:: How to complete this task ::
Your answer must be an exact transcription of every record.

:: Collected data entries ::
··········
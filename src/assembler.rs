// src/assembler.rs
//! Application package assembly: templated cover letter and technical
//! summary populated with live profile statistics.
//!
//! Assembly is pure template substitution over values already in memory; no
//! network or disk access happens here. Identical inputs (including the
//! timestamp) produce byte-identical text.

use chrono::{DateTime, Datelike, Utc};
use serde::{Deserialize, Serialize};
use std::collections::HashMap;

use crate::types::{Profile, Repository};

const MAX_REPO_HIGHLIGHTS: usize = 3;
const MISSING_STAT: &str = "N/A";

#[derive(Debug, Clone, Serialize, Deserialize)]
pub struct RepoHighlight {
    pub name: String,
    pub description: String,
}

/// Profile statistics captured at assembly time. `None` counts render as
/// "N/A" in the letter text.
#[derive(Debug, Clone, Serialize, Deserialize)]
pub struct GithubStatsSnapshot {
    pub public_repo_count: Option<u32>,
    pub follower_count: Option<u32>,
    pub repos_updated_this_year: u32,
    pub highlights: Vec<RepoHighlight>,
}

#[derive(Debug, Clone, Serialize, Deserialize)]
pub struct ApplicationPackage {
    pub cover_letter: String,
    pub technical_summary: String,
    pub github_stats: GithubStatsSnapshot,
    pub generated_at: DateTime<Utc>,
}

/// Company-specific letter openings; anything else falls back to the
/// generic template with the company name substituted in.
const COMPANY_TEMPLATES: &[(&str, &str)] = &[
    (
        "google",
        "Dear Google Hiring Team,\n\n\
         I am writing to apply for the {{position}} position. Google's work on \
         planet-scale infrastructure and applied machine learning is exactly \
         where I want to contribute, and my public work backs that ambition: \
         {{repo_count}} public repositories, {{followers}} followers, and \
         {{active_repos}} projects updated this year.\n\n\
         Recent work:\n{{highlights}}\n\
         I would welcome the chance to discuss how my background fits the team.\n\n\
         Sincerely,\n{{name}}",
    ),
    (
        "microsoft",
        "Dear Microsoft Hiring Team,\n\n\
         I am applying for the {{position}} role. Microsoft's developer-first \
         culture and Azure's reach align with how I build software in the open: \
         {{repo_count}} public repositories, {{followers}} followers, and \
         {{active_repos}} projects updated this year.\n\n\
         Recent work:\n{{highlights}}\n\
         Thank you for your consideration.\n\n\
         Sincerely,\n{{name}}",
    ),
    (
        "amazon",
        "Dear Amazon Hiring Team,\n\n\
         I am excited to apply for the {{position}} position. I share Amazon's \
         bias for action, and my GitHub activity shows it: {{repo_count}} public \
         repositories, {{followers}} followers, and {{active_repos}} projects \
         updated this year.\n\n\
         Recent work:\n{{highlights}}\n\
         I look forward to hearing from you.\n\n\
         Sincerely,\n{{name}}",
    ),
    (
        "meta",
        "Dear Meta Hiring Team,\n\n\
         I am applying for the {{position}} position. Meta's open research \
         culture, from PyTorch to FAIR, shaped much of how I learned to build, \
         and my own public record reflects that: {{repo_count}} public \
         repositories, {{followers}} followers, and {{active_repos}} projects \
         updated this year.\n\n\
         Recent work:\n{{highlights}}\n\
         I would be glad to discuss the role further.\n\n\
         Sincerely,\n{{name}}",
    ),
    (
        "apple",
        "Dear Apple Hiring Team,\n\n\
         I am writing to apply for the {{position}} position. Apple's standard \
         of craft is one I hold my own work to: {{repo_count}} public \
         repositories, {{followers}} followers, and {{active_repos}} projects \
         updated this year.\n\n\
         Recent work:\n{{highlights}}\n\
         Thank you for your time and consideration.\n\n\
         Sincerely,\n{{name}}",
    ),
];

const GENERIC_TEMPLATE: &str = "Dear {{company}} Hiring Team,\n\n\
    I am writing to apply for the {{position}} position at {{company}}. My \
    public engineering record includes {{repo_count}} public repositories, \
    {{followers}} followers, and {{active_repos}} projects updated this \
    year.\n\n\
    Recent work:\n{{highlights}}\n\
    I would welcome the opportunity to discuss how I can contribute.\n\n\
    Sincerely,\n{{name}}";

const TECHNICAL_SUMMARY_TEMPLATE: &str = "Technical Summary - {{name}}\n\
    Target: {{position}} at {{company}}\n\n\
    GitHub activity snapshot:\n\
    - Public repositories: {{repo_count}}\n\
    - Followers: {{followers}}\n\
    - Projects updated this year: {{active_repos}}\n\n\
    Highlighted projects:\n{{highlights}}";

pub struct PackageAssembler;

impl PackageAssembler {
    pub fn assemble(
        company: &str,
        position: &str,
        profile: Option<&Profile>,
        repos: &[Repository],
    ) -> ApplicationPackage {
        Self::assemble_at(company, position, profile, repos, Utc::now())
    }

    /// Deterministic inner assembly; `now` pins both the timestamp and the
    /// "updated this year" statistic.
    pub fn assemble_at(
        company: &str,
        position: &str,
        profile: Option<&Profile>,
        repos: &[Repository],
        now: DateTime<Utc>,
    ) -> ApplicationPackage {
        let stats = Self::stats_snapshot(profile, repos, now);

        let mut vars = HashMap::new();
        vars.insert("company".to_string(), company.to_string());
        vars.insert("position".to_string(), position.to_string());
        vars.insert(
            "name".to_string(),
            profile
                .map(|p| p.display_name.clone())
                .unwrap_or_else(|| MISSING_STAT.to_string()),
        );
        vars.insert("repo_count".to_string(), format_stat(stats.public_repo_count));
        vars.insert("followers".to_string(), format_stat(stats.follower_count));
        vars.insert(
            "active_repos".to_string(),
            stats.repos_updated_this_year.to_string(),
        );
        vars.insert("highlights".to_string(), format_highlights(&stats.highlights));

        let template = Self::letter_template(company);
        let cover_letter = process_variables(template, &vars);
        let technical_summary = process_variables(TECHNICAL_SUMMARY_TEMPLATE, &vars);

        ApplicationPackage {
            cover_letter,
            technical_summary,
            github_stats: stats,
            generated_at: now,
        }
    }

    fn letter_template(company: &str) -> &'static str {
        let key = company.trim().to_lowercase();
        COMPANY_TEMPLATES
            .iter()
            .find(|(name, _)| *name == key)
            .map(|(_, template)| *template)
            .unwrap_or(GENERIC_TEMPLATE)
    }

    fn stats_snapshot(
        profile: Option<&Profile>,
        repos: &[Repository],
        now: DateTime<Utc>,
    ) -> GithubStatsSnapshot {
        let repos_updated_this_year = repos
            .iter()
            .filter(|r| r.updated_at.year() == now.year())
            .count() as u32;

        // Repositories arrive most-recently-updated first; the head of the
        // list is the highlight reel.
        let highlights = repos
            .iter()
            .take(MAX_REPO_HIGHLIGHTS)
            .map(|r| RepoHighlight {
                name: r.name.clone(),
                description: r.description.clone(),
            })
            .collect();

        GithubStatsSnapshot {
            public_repo_count: profile.map(|p| p.public_repo_count),
            follower_count: profile.map(|p| p.follower_count),
            repos_updated_this_year,
            highlights,
        }
    }
}

fn format_stat(value: Option<u32>) -> String {
    value.map_or_else(|| MISSING_STAT.to_string(), |v| v.to_string())
}

fn format_highlights(highlights: &[RepoHighlight]) -> String {
    if highlights.is_empty() {
        return "- (no public repositories)\n".to_string();
    }
    highlights
        .iter()
        .map(|h| {
            if h.description.is_empty() {
                format!("- {}\n", h.name)
            } else {
                format!("- {}: {}\n", h.name, h.description)
            }
        })
        .collect()
}

fn process_variables(content: &str, vars: &HashMap<String, String>) -> String {
    vars.iter().fold(content.to_string(), |acc, (key, value)| {
        acc.replace(&format!("{{{{{}}}}}", key), value)
    })
}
··········
:: Response area ::
filename src/assembler.rs
// src/assembler.rs
//! Application package assembly: templated cover letter and technical
//! summary populated with live profile statistics.
//!
//! Assembly is pure template substitution over values already in memory; no
//! network or disk access happens here. Identical inputs (including the
//! timestamp) produce byte-identical text.

use chrono::{DateTime, Datelike, Utc};
use serde::{Deserialize, Serialize};
use std::collections::HashMap;

use crate::types::{Profile, Repository};

const MAX_REPO_HIGHLIGHTS: usize = 3;
const MISSING_STAT: &str = "N/A";

#[derive(Debug, Clone, Serialize, Deserialize)]
pub struct RepoHighlight {
    pub name: String,
    pub description: String,
}

/// Profile statistics captured at assembly time. `None` counts render as
/// "N/A" in the letter text.
#[derive(Debug, Clone, Serialize, Deserialize)]
pub struct GithubStatsSnapshot {
    pub public_repo_count: Option<u32>,
    pub follower_count: Option<u32>,
    pub repos_updated_this_year: u32,
    pub highlights: Vec<RepoHighlight>,
}

#[derive(Debug, Clone, Serialize, Deserialize)]
pub struct ApplicationPackage {
    pub cover_letter: String,
    pub technical_summary: String,
    pub github_stats: GithubStatsSnapshot,
    pub generated_at: DateTime<Utc>,
}

/// Company-specific letter openings; anything else falls back to the
/// generic template with the company name substituted in.
const COMPANY_TEMPLATES: &[(&str, &str)] = &[
    (
        "google",
        "Dear Google Hiring Team,\n\n\
         I am writing to apply for the {{position}} position. Google's work on \
         planet-scale infrastructure and applied machine learning is exactly \
         where I want to contribute, and my public work backs that ambition: \
         {{repo_count}} public repositories, {{followers}} followers, and \
         {{active_repos}} projects updated this year.\n\n\
         Recent work:\n{{highlights}}\n\
         I would welcome the chance to discuss how my background fits the team.\n\n\
         Sincerely,\n{{name}}",
    ),
    (
        "microsoft",
        "Dear Microsoft Hiring Team,\n\n\
         I am applying for the {{position}} role. Microsoft's developer-first \
         culture and Azure's reach align with how I build software in the open: \
         {{repo_count}} public repositories, {{followers}} followers, and \
         {{active_repos}} projects updated this year.\n\n\
         Recent work:\n{{highlights}}\n\
         Thank you for your consideration.\n\n\
         Sincerely,\n{{name}}",
    ),
    (
        "amazon",
        "Dear Amazon Hiring Team,\n\n\
         I am excited to apply for the {{position}} position. I share Amazon's \
         bias for action, and my GitHub activity shows it: {{repo_count}} public \
         repositories, {{followers}} followers, and {{active_repos}} projects \
         updated this year.\n\n\
         Recent work:\n{{highlights}}\n\
         I look forward to hearing from you.\n\n\
         Sincerely,\n{{name}}",
    ),
    (
        "meta",
        "Dear Meta Hiring Team,\n\n\
         I am applying for the {{position}} position. Meta's open research \
         culture, from PyTorch to FAIR, shaped much of how I learned to build, \
         and my own public record reflects that: {{repo_count}} public \
         repositories, {{followers}} followers, and {{active_repos}} projects \
         updated this year.\n\n\
         Recent work:\n{{highlights}}\n\
         I would be glad to discuss the role further.\n\n\
         Sincerely,\n{{name}}",
    ),
    (
        "apple",
        "Dear Apple Hiring Team,\n\n\
         I am writing to apply for the {{position}} position. Apple's standard \
         of craft is one I hold my own work to: {{repo_count}} public \
         repositories, {{followers}} followers, and {{active_repos}} projects \
         updated this year.\n\n\
         Recent work:\n{{highlights}}\n\
         Thank you for your time and consideration.\n\n\
         Sincerely,\n{{name}}",
    ),
];

const GENERIC_TEMPLATE: &str = "Dear {{company}} Hiring Team,\n\n\
    I am writing to apply for the {{position}} position at {{company}}. My \
    public engineering record includes {{repo_count}} public repositories, \
    {{followers}} followers, and {{active_repos}} projects updated this \
    year.\n\n\
    Recent work:\n{{highlights}}\n\
    I would welcome the opportunity to discuss how I can contribute.\n\n\
    Sincerely,\n{{name}}";

const TECHNICAL_SUMMARY_TEMPLATE: &str = "Technical Summary - {{name}}\n\
    Target: {{position}} at {{company}}\n\n\
    GitHub activity snapshot:\n\
    - Public repositories: {{repo_count}}\n\
    - Followers: {{followers}}\n\
    - Projects updated this year: {{active_repos}}\n\n\
    Highlighted projects:\n{{highlights}}";

pub struct PackageAssembler;

impl PackageAssembler {
    pub fn assemble(
        company: &str,
        position: &str,
        profile: Option<&Profile>,
        repos: &[Repository],
    ) -> ApplicationPackage {
        Self::assemble_at(company, position, profile, repos, Utc::now())
    }

    /// Deterministic inner assembly; `now` pins both the timestamp and the
    /// "updated this year" statistic.
    pub fn assemble_at(
        company: &str,
        position: &str,
        profile: Option<&Profile>,
        repos: &[Repository],
        now: DateTime<Utc>,
    ) -> ApplicationPackage {
        let stats = Self::stats_snapshot(profile, repos, now);

        let mut vars = HashMap::new();
        vars.insert("company".to_string(), company.to_string());
        vars.insert("position".to_string(), position.to_string());
        vars.insert(
            "name".to_string(),
            profile
                .map(|p| p.display_name.clone())
                .unwrap_or_else(|| MISSING_STAT.to_string()),
        );
        vars.insert("repo_count".to_string(), format_stat(stats.public_repo_count));
        vars.insert("followers".to_string(), format_stat(stats.follower_count));
        vars.insert(
            "active_repos".to_string(),
            stats.repos_updated_this_year.to_string(),
        );
        vars.insert("highlights".to_string(), format_highlights(&stats.highlights));

        let template = Self::letter_template(company);
        let cover_letter = process_variables(template, &vars);
        let technical_summary = process_variables(TECHNICAL_SUMMARY_TEMPLATE, &vars);

        ApplicationPackage {
            cover_letter,
            technical_summary,
            github_stats: stats,
            generated_at: now,
        }
    }

    fn letter_template(company: &str) -> &'static str {
        let key = company.trim().to_lowercase();
        COMPANY_TEMPLATES
            .iter()
            .find(|(name, _)| *name == key)
            .map(|(_, template)| *template)
            .unwrap_or(GENERIC_TEMPLATE)
    }

    fn stats_snapshot(
        profile: Option<&Profile>,
        repos: &[Repository],
        now: DateTime<Utc>,
    ) -> GithubStatsSnapshot {
        let repos_updated_this_year = repos
            .iter()
            .filter(|r| r.updated_at.year() == now.year())
            .count() as u32;

        // Repositories arrive most-recently-updated first; the head of the
        // list is the highlight reel.
        let highlights = repos
            .iter()
            .take(MAX_REPO_HIGHLIGHTS)
            .map(|r| RepoHighlight {
                name: r.name.clone(),
                description: r.description.clone(),
            })
            .collect();

        GithubStatsSnapshot {
            public_repo_count: profile.map(|p| p.public_repo_count),
            follower_count: profile.map(|p| p.follower_count),
            repos_updated_this_year,
            highlights,
        }
    }
}

fn format_stat(value: Option<u32>) -> String {
    value.map_or_else(|| MISSING_STAT.to_string(), |v| v.to_string())
}

fn format_highlights(highlights: &[RepoHighlight]) -> String {
    if highlights.is_empty() {
        return "- (no public repositories)\n".to_string();
    }
    highlights
        .iter()
        .map(|h| {
            if h.description.is_empty() {
                format!("- {}\n", h.name)
            } else {
                format!("- {}: {}\n", h.name, h.description)
            }
        })
        .collect()
}

fn process_variables(content: &str, vars: &HashMap<String, String>) -> String {
    vars.iter().fold(content.to_string(), |acc, (key, value)| {
        acc.replace(&format!("{{{{{}}}}}", key), value)
    })
}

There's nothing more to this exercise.